Tuesday, April 20, 2010

Strength from Letting Go

That's a pretty deep title... I don't really know yet whether or not the content will match it, so, come on along on the ride with me...

This morning, as yoga class was starting, our instructor (Thomas) mentioned that we would be working our center (aka core, aka *yikes* - although since I had rushed through my core stuff at the gym yesterday, I knew I needed it). Then he talked about finding strength through letting go; finding support through opening. In physical terms, the point of really engaging your center is so that the rest of you can move more freely. But, these phrases had such powerful meaning to me on a level that went way beyond the physical. So, I made them my intention for the day and yoga'd on.

As I was working my way through the (sometimes grueling) poses, I continued to come back to this idea of strength through letting go. This is absolutely NOT the first time I have considered such a notion. Most recently, it came to me as I was walking along the beach on our last full day in Sanibel... Sometimes I am just so damn uptight. I do what I'm supposed to do, when I'm supposed to do it (for the most part), I don't usually let my true deep-down feelings out into the open, sometimes I even laugh when it's appropriate, at the socially appropriate decibel. Type A all the way, baby. Good lord.

Being open and letting go are two of the things I struggle with more than almost anything else in my life. And I'm not entirely sure why (although I'm pretty sure I come by it honestly). I suppose it has something to do with the notion that if I never really put myself out there for the world to see, I can't really be rejected by anyone. In essence, if they do reject me (which I'm absolutely sure is more likely to happen when not being truly open), it's not really me they're rejecting - it's the uptight, non-open, non-letting go me. I don't mean to say that I'm not myself. I believe that as I've gotten older, I have become more and more authentic and more and more real to everyone around me, mostly all of the time. So, it's not that you all have known a fake me, it's just that I'm not revealing everything about who I am. The scary, painful, really challenging stuff is kept to myself and the funny, upbeat, sometimes stressed (but always "together"), type A self is shown to the world.

The intent here, though, isn't to psychoanalyze myself, but to talk about being open and letting go. What do you think of when you think of those things? When I think of being open, I picture myself with my arms open wide, embracing people, embracing life. When I think of letting go, I literally picture myself dancing in some big field of flowers, spinning around and around, without a care in the world, letting go of every reservation and fear (and probably sneezing like crazy from all the pollen). Aren't these lovely thoughts?

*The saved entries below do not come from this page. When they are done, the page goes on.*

//! Scoped store context for component trees.
//!
//! [`Store::with_store`] wraps a component so that, while it renders, the
//! store is the current context of the thread. Code inside the component
//! reaches the store through [`use_store`], [`use_data`], [`get_data`] and
//! [`call`] without having it passed down explicitly. Providers nest; the
//! innermost one wins.

use crate::dispatch::Outcome;
use crate::error::StoreError;
use crate::store::Store;
use crate::watch::{Selector, Watch};
use serde_json::Value;
use std::cell::RefCell;

thread_local! {
    static CONTEXT: RefCell<Vec<Store>> = const { RefCell::new(Vec::new()) };
}

/// Pops the provided store when the render ends, even by unwinding.
struct Scope;

impl Scope {
    fn enter(store: Store) -> Self {
        CONTEXT.with(|stack| stack.borrow_mut().push(store));
        Scope
    }
}

impl Drop for Scope {
    fn drop(&mut self) {
        CONTEXT.with(|stack| {
            stack.borrow_mut().pop();
        });
    }
}

/// A component rendered inside a store's context.
///
/// # Examples
///
/// ```
/// use easystore::{Module, Store, provider};
/// use serde_json::json;
///
/// let store = Store::builder()
///     .module(Module::new("user", json!({"name": "ann"})))
///     .build()
///     .unwrap();
///
/// let greeting = |prefix: &str| -> String {
///     let name = provider::get_data("user.name").unwrap();
///     format!("{prefix} {}", name.as_str().unwrap_or("?"))
/// };
///
/// let app = store.with_store(greeting);
/// assert_eq!(app.render("hi"), "hi ann");
///
/// // outside the provider there is no store to read from
/// assert!(provider::get_data("user.name").is_err());
/// ```
#[derive(Debug, Clone)]
pub struct Provided<C> {
    store: Store,
    component: C,
}

impl<C> Provided<C> {
    pub(crate) fn new(store: Store, component: C) -> Self {
        Provided { store, component }
    }

    /// Render the wrapped component with `props`.
    pub fn render<P, R>(&self, props: P) -> R
    where
        C: Fn(P) -> R,
    {
        let _scope = Scope::enter(self.store.clone());
        (self.component)(props)
    }

    pub fn store(&self) -> &Store {
        &self.store
    }

    pub fn into_inner(self) -> C {
        self.component
    }
}

/// The store of the innermost enclosing provider.
///
/// # Errors
///
/// Returns [`StoreError::NoStore`] when called outside any provider.
pub fn use_store() -> Result<Store, StoreError> {
    CONTEXT.with(|stack| stack.borrow().last().cloned().ok_or(StoreError::NoStore))
}

/// Read data from the provided store. See [`Store::get_data`].
///
/// # Errors
///
/// Returns [`StoreError::NoStore`] when called outside any provider.
pub fn get_data<S: Selector>(selector: S) -> Result<S::Output, StoreError> {
    Ok(use_store()?.get_data(selector))
}

/// Watch data in the provided store. See [`Store::use_data`].
///
/// # Errors
///
/// Returns [`StoreError::NoStore`] when called outside any provider.
pub fn use_data<S>(selector: S) -> Result<Watch<S::Output>, StoreError>
where
    S: Selector + Send + Sync + 'static,
    S::Output: Clone + PartialEq + Send + 'static,
{
    Ok(use_store()?.use_data(selector))
}

/// Call an action on the provided store. See [`Store::call`].
///
/// # Errors
///
/// Returns [`StoreError::NoStore`] when called outside any provider, or the
/// error of a failing sync handler.
pub fn call(path: &str, args: Vec<Value>) -> Result<Outcome, StoreError> {
    use_store()?.call(path, args)
}
mod common;

use common::{apply, counter_module, init_logging, logs_for};
use easystore::{
    Action, Actions, HandlerResult, Message, Middleware, Module, Outcome, Produce, State, Store,
    StoreError,
};
use serde_json::{Value, json};
use std::sync::{Arc, Mutex};
use std::time::Duration;
use tokio::time::sleep;

fn stepper_module() -> Module {
    Module::new("stepper", json!({"count": 0})).action(
        "run",
        Action::asynchronous(|produce, _args, _actions| async move {
            produce.produce(|state| state["count"] = json!(1));
            sleep(Duration::from_millis(10)).await;
            produce.produce(|state| state["count"] = json!(2));
            Ok(json!("finished"))
        }),
    )
}

fn journal_module() -> Module {
    Module::new("journal", json!({"entries": []}))
        .action(
            "note",
            Action::sync(|state, args| {
                let entry = args.first().cloned().unwrap_or(Value::Null);
                state["entries"]
                    .as_array_mut()
                    .ok_or("entries is not a list")?
                    .push(entry);
                Ok(())
            }),
        )
        .action(
            "long",
            Action::asynchronous(|produce, args, _actions| async move {
                let label = args.first().and_then(Value::as_str).unwrap_or("long").to_string();
                let start = format!("{label}-start");
                produce.produce(move |state| push_entry(state, start));
                sleep(Duration::from_millis(30)).await;
                let end = format!("{label}-end");
                produce.produce(move |state| push_entry(state, end));
                Ok(Value::Null)
            }),
        )
}

fn push_entry(state: &mut Value, entry: String) {
    if let Some(entries) = state["entries"].as_array_mut() {
        entries.push(json!(entry));
    }
}

async fn login(produce: Produce, args: Vec<Value>, actions: Actions) -> HandlerResult<Value> {
    let name = args.first().and_then(Value::as_str).ok_or("missing name")?.to_string();
    produce.produce(|state| state["loading"] = json!(true));
    sleep(Duration::from_millis(5)).await;
    actions.call("set_name", vec![json!(name.clone())])?.await?;
    produce.produce(|state| state["loading"] = json!(false));
    Ok(json!({"welcome": name}))
}

fn session_module() -> Module {
    Module::new("session", json!({"name": null, "loading": false}))
        .action(
            "set_name",
            Action::sync(|state, args| {
                state["name"] = args.first().cloned().unwrap_or(Value::Null);
                Ok(())
            }),
        )
        .action("login", Action::asynchronous(login))
        .action(
            "broken",
            Action::asynchronous(|produce, _args, _actions| async move {
                produce.produce(|state| state["loading"] = json!(true));
                Err("backend unavailable".into())
            }),
        )
}

fn store_with(name: &str, modules: Vec<Module>) -> Store {
    Store::builder().name(name).modules(modules).build().unwrap()
}

#[tokio::test]
async fn test_async_mutations_observed_in_order() {
    let store = store_with("async-order", vec![stepper_module()]);
    let seen = Arc::new(Mutex::new(Vec::new()));
    let sink = seen.clone();
    let _subscription = store.subscribe(move |state: &State| {
        let count = state.get_path("stepper.count").and_then(Value::as_i64);
        sink.lock().unwrap().push(count);
    });

    let value = store.call("stepper/run", vec![]).unwrap().await.unwrap();

    assert_eq!(value, Some(json!("finished")));
    assert_eq!(*seen.lock().unwrap(), vec![Some(1), Some(2)]);
    assert_eq!(store.get_data("stepper.count"), json!(2));
}

#[derive(Clone, Default)]
struct Recorder(Arc<Mutex<Vec<String>>>);

impl Middleware for Recorder {
    fn before(&self, message: &Message, _state: &State) {
        self.0.lock().unwrap().push(message.type_name("recorded"));
    }
}

fn recorded_store(name: &str, recorder: &Recorder, modules: Vec<Module>) -> Store {
    Store::builder()
        .name(name)
        .middleware(recorder.clone())
        .modules(modules)
        .build()
        .unwrap()
}

#[tokio::test]
async fn test_async_start_is_dispatched_when_handler_runs() {
    let recorder = Recorder::default();
    let store = recorded_store("async-start", &recorder, vec![stepper_module()]);

    let outcome = store.call("stepper/run", vec![]).unwrap();
    assert!(matches!(outcome, Outcome::Started(_)));
    assert!(recorder.0.lock().unwrap().is_empty());
    assert_eq!(store.get_data("stepper.count"), json!(0));

    outcome.await.unwrap();
    assert_eq!(
        *recorder.0.lock().unwrap(),
        vec![
            "stepper/run async START",
            "stepper/run async PRODUCE",
            "stepper/run async PRODUCE",
        ]
    );
}

#[tokio::test]
async fn test_dropped_outcome_runs_nothing() {
    let recorder = Recorder::default();
    let store = recorded_store("async-dropped-outcome", &recorder, vec![stepper_module()]);

    drop(store.call("stepper/run", vec![]).unwrap());

    assert!(recorder.0.lock().unwrap().is_empty());
    assert_eq!(store.get_data("stepper.count"), json!(0));
}

fn job_module() -> Module {
    Module::new("job", json!({"step": 0, "result": null}))
        .action(
            "work",
            Action::asynchronous(|produce, _args, _actions| async move {
                sleep(Duration::from_millis(5)).await;
                produce.produce(|state| state["step"] = json!(1));
                Ok(json!("worked"))
            }),
        )
        .action(
            "chain",
            Action::asynchronous(|produce, _args, actions| async move {
                let worked = actions.call("work", vec![])?.await?.unwrap_or(Value::Null);
                produce.produce(move |state| state["result"] = worked);
                Ok(Value::Null)
            }),
        )
}

#[tokio::test]
async fn test_awaited_async_sibling_runs() {
    let recorder = Recorder::default();
    let store = recorded_store("async-chain", &recorder, vec![job_module()]);

    store.call("job/chain", vec![]).unwrap().await.unwrap();

    assert_eq!(store.get_data("job.step"), json!(1));
    assert_eq!(store.get_data("job.result"), json!("worked"));
    assert_eq!(
        *recorder.0.lock().unwrap(),
        vec![
            "job/chain async START",
            "job/work async START",
            "job/work async PRODUCE",
            "job/chain async PRODUCE",
        ]
    );
}

#[tokio::test]
async fn test_outcome_after_store_dropped_errors() {
    let store = store_with("async-outcome-dropped", vec![stepper_module()]);
    let outcome = store.call("stepper/run", vec![]).unwrap();
    drop(store);

    assert!(matches!(outcome.await, Err(StoreError::StoreDropped)));
}

#[tokio::test]
async fn test_async_mutations_interleave_with_other_dispatches() {
    let store = store_with("async-interleave", vec![journal_module()]);

    let long = store.call("journal/long", vec![json!("a")]).unwrap();
    let other = async {
        sleep(Duration::from_millis(10)).await;
        apply(&store, "journal/note", vec![json!("b")]);
    };
    let (result, ()) = tokio::join!(long.into_future(), other);
    result.unwrap();

    assert_eq!(
        store.get_data("journal.entries"),
        json!(["a-start", "b", "a-end"])
    );
}

#[tokio::test]
async fn test_two_async_actions_run_concurrently() {
    let store = store_with("async-concurrent", vec![journal_module()]);

    let first = store.call("journal/long", vec![json!("x")]).unwrap();
    let second = store.call("journal/long", vec![json!("y")]).unwrap();
    let (a, b) = tokio::join!(first.into_future(), second.into_future());
    a.unwrap();
    b.unwrap();

    let entries = store.get_data("journal.entries");
    let entries = entries.as_array().unwrap();
    assert_eq!(entries.len(), 4);
    assert_eq!(entries[0], json!("x-start"));
    assert_eq!(entries[1], json!("y-start"));
}

#[tokio::test]
async fn test_async_action_calls_sibling_by_name() {
    let store = store_with("async-sibling", vec![session_module()]);

    let value = store
        .call("session/login", vec![json!("ann")])
        .unwrap()
        .await
        .unwrap();

    assert_eq!(value, Some(json!({"welcome": "ann"})));
    assert_eq!(store.get_data("session.name"), json!("ann"));
    assert_eq!(store.get_data("session.loading"), json!(false));
}

#[tokio::test]
async fn test_async_handler_error_propagates() {
    let store = store_with("async-error", vec![session_module()]);

    let err = store.call("session/broken", vec![]).unwrap().await.unwrap_err();
    match err {
        StoreError::Handler { path, source } => {
            assert_eq!(path, "session/broken");
            assert_eq!(source.to_string(), "backend unavailable");
        }
        other => panic!("expected handler error, got {other:?}"),
    }
    // mutations produced before the failure stay applied
    assert_eq!(store.get_data("session.loading"), json!(true));

    let err = store.call("session/login", vec![]).unwrap().await.unwrap_err();
    assert!(err.to_string().contains("missing name"), "{err}");
}

#[tokio::test]
async fn test_async_actions_on_late_registered_module() {
    let store = Store::new();
    store.register(stepper_module()).unwrap();
    store.call("stepper/run", vec![]).unwrap().await.unwrap();
    assert_eq!(store.get_data("stepper.count"), json!(2));
}

#[tokio::test]
async fn test_produce_after_store_dropped_is_ignored() {
    let kept: Arc<Mutex<Option<Produce>>> = Arc::new(Mutex::new(None));
    let slot = kept.clone();
    let module = Module::new("leaky", json!({"n": 0})).action(
        "keep",
        Action::asynchronous(move |produce, _args, _actions| {
            let slot = slot.clone();
            async move {
                *slot.lock().unwrap() = Some(produce);
                Ok(Value::Null)
            }
        }),
    );

    {
        let store = store_with("async-dropped", vec![module]);
        store.call("leaky/keep", vec![]).unwrap().await.unwrap();
    }

    let produce = kept.lock().unwrap().take().unwrap();
    assert_eq!(produce.path(), "leaky/keep");
    // no store to apply to; must not panic
    produce.produce(|state| state["n"] = json!(1));
}

#[tokio::test]
async fn test_sibling_call_after_store_dropped_errors() {
    let kept: Arc<Mutex<Option<Actions>>> = Arc::new(Mutex::new(None));
    let slot = kept.clone();
    let module = counter_module().action(
        "grab",
        Action::asynchronous(move |_produce, _args, actions| {
            let slot = slot.clone();
            async move {
                *slot.lock().unwrap() = Some(actions);
                Ok(Value::Null)
            }
        }),
    );

    {
        let store = store_with("async-actions-dropped", vec![module]);
        store.call("counter/grab", vec![]).unwrap().await.unwrap();

        let actions = kept.lock().unwrap().clone().unwrap();
        assert_eq!(actions.module_id(), "counter");
        let outcome = actions.call("increment", vec![json!(4)]).unwrap();
        assert!(matches!(outcome, Outcome::Applied));
        assert_eq!(store.get_data("counter.count"), json!(4));
    }

    let actions = kept.lock().unwrap().take().unwrap();
    assert!(matches!(
        actions.call("increment", vec![]),
        Err(StoreError::StoreDropped)
    ));
}

#[tokio::test]
async fn test_start_marker_logged_in_debug_mode() {
    init_logging();
    let store = Store::builder()
        .name("async-debug")
        .debug(true)
        .module(stepper_module())
        .build()
        .unwrap();

    store.call("stepper/run", vec![]).unwrap().await.unwrap();

    let logs = logs_for("async-debug");
    assert!(
        logs.iter()
            .any(|(_, line)| line.contains("stepper/run async START")),
        "{logs:?}"
    );
    assert!(
        logs.iter()
            .any(|(_, line)| line.contains("action stepper/run async PRODUCE next state")),
        "{logs:?}"
    );
}
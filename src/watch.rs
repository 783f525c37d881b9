//! Selectors and change-tracking reads.

use crate::state::State;
use crate::store::{Store, Subscription};
use parking_lot::Mutex;
use serde_json::Value;
use std::fmt;
use std::sync::Arc;
use std::sync::atomic::{AtomicBool, AtomicU64, Ordering};

/// Picks a value out of the root state.
///
/// Implemented for dot-separated paths (`"user.name"`, yielding
/// `Value::Null` when missing) and for closures taking `&State`.
pub trait Selector {
    type Output;

    fn select(&self, state: &State) -> Self::Output;
}

impl Selector for &str {
    type Output = Value;

    fn select(&self, state: &State) -> Value {
        state.get_path(self).cloned().unwrap_or(Value::Null)
    }
}

impl Selector for String {
    type Output = Value;

    fn select(&self, state: &State) -> Value {
        self.as_str().select(state)
    }
}

impl<F, T> Selector for F
where
    F: Fn(&State) -> T,
{
    type Output = T;

    fn select(&self, state: &State) -> T {
        self(state)
    }
}

struct Shared<T> {
    value: Mutex<T>,
    changed: AtomicBool,
    changes: AtomicU64,
}

/// A selected value that follows the store.
///
/// Updated after every state change, but only marked changed when the
/// selected value itself differs, so consumers re-render only for data they
/// read. Dropping the watch stops tracking.
///
/// # Examples
///
/// ```
/// use easystore::{Action, Module, Store};
/// use serde_json::json;
///
/// let store = Store::builder()
///     .module(
///         Module::new("app", json!({"title": "a", "clicks": 0}))
///             .action("click", Action::sync(|state, _| {
///                 state["clicks"] = json!(state["clicks"].as_i64().unwrap_or(0) + 1);
///                 Ok(())
///             }))
///             .action("rename", Action::sync(|state, args| {
///                 state["title"] = args[0].clone();
///                 Ok(())
///             })),
///     )
///     .build()
///     .unwrap();
///
/// let title = store.use_data("app.title");
/// let _ = store.call("app/click", vec![]).unwrap();
/// assert!(!title.take_changed());
///
/// let _ = store.call("app/rename", vec![json!("b")]).unwrap();
/// assert!(title.take_changed());
/// assert_eq!(title.get(), json!("b"));
/// ```
pub struct Watch<T> {
    shared: Arc<Shared<T>>,
    _subscription: Subscription,
}

impl<T> Watch<T>
where
    T: Clone + PartialEq + Send + 'static,
{
    pub(crate) fn new<S>(store: &Store, selector: S) -> Self
    where
        S: Selector<Output = T> + Send + Sync + 'static,
    {
        let shared = Arc::new(Shared {
            value: Mutex::new(selector.select(&store.state())),
            changed: AtomicBool::new(false),
            changes: AtomicU64::new(0),
        });

        let tracked = Arc::clone(&shared);
        let subscription = store.subscribe(move |state| {
            let next = selector.select(state);
            let mut value = tracked.value.lock();
            if *value != next {
                *value = next;
                tracked.changed.store(true, Ordering::Release);
                tracked.changes.fetch_add(1, Ordering::AcqRel);
            }
        });

        Watch {
            shared,
            _subscription: subscription,
        }
    }

    /// The most recently selected value.
    pub fn get(&self) -> T {
        self.shared.value.lock().clone()
    }

    /// Whether the value changed since the last call, clearing the flag.
    pub fn take_changed(&self) -> bool {
        self.shared.changed.swap(false, Ordering::AcqRel)
    }

    /// How many times the selected value has changed.
    pub fn changes(&self) -> u64 {
        self.shared.changes.load(Ordering::Acquire)
    }
}

impl<T: fmt::Debug> fmt::Debug for Watch<T> {
    fn fmt(&self, f: &mut fmt::Formatter<'_>) -> fmt::Result {
        f.debug_struct("Watch")
            .field("value", &*self.shared.value.lock())
            .finish()
    }
}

As I walked along the beach that last afternoon in Sanibel, and the sun was starting to fall beneath the ocean in the distance, I thought to myself, "What would it hurt?" What would it hurt to fully express my love and affection for someone, to be open with myself, give hugs, allow others (not everyone, of course - strangers on the street don't need to know if I'm having the worst day in the world) to see all of me? What would it hurt to laugh as loud and as hard as I want, whether it's situationally appropriate or not? Or, conversely, what would it hurt NOT to laugh if I don't think something's funny? What would it hurt (this is timely) to just WRITE (I'm talking about my thesis, which I edit, edit again, then erase and write over) without regard for how anyone is going to critique or criticize?

But being truly open and completely letting go are hard, aren't they? Because we know that in doing so, we open ourselves up for the possibility of real pain if the real you is rejected. However, I would like you all to take just a moment to consider what else we open ourselves up to (as will I)... Real love, real acceptance, real happiness, real connectedness, fullness, and maybe even peace. In my mind, I believe that those things outweigh the pain. The real challenge is convincing the rest of me and putting it into action. And that is my goal for the next ... however long. To be open. To let go. Sure, I'll ALWAYS be a total Type A - I'll make lists, I'll set goals and work diligently towards them, I'll feel all aflutter when I see a REALLY GOOD pre-made checklist, I'll get upset when things don't go as planned or when I'm asked to do something that wasn't already on my schedule (geez.). But maybe I'll be better at showing people I care. Maybe I'll be able to take things in stride a little better, let go, and enjoy the possibilities that an unplanned event might offer. Heck, maybe as I'm holding my center tight, holding onto who I am, I'll be able to spin and spin and let go of everything else...

Ok, this was just about as deep as the title suggested. Too much for a Tuesday morning before 9:00? Go grab another cup of coffee.


  1. wrote a VERY SIMILAR post about this today! I'm totally with you.

    "When I think of letting go, I literally picture myself dancing in some big field of flowers, spinning around and around, without a care in the world, letting go of every reservation and fear..."

    totally agree -- just don't forget about the laughter and HUGE smile that would also be plastered on my face.

  2. It is so hard being open, honest and transparent. Best wishes!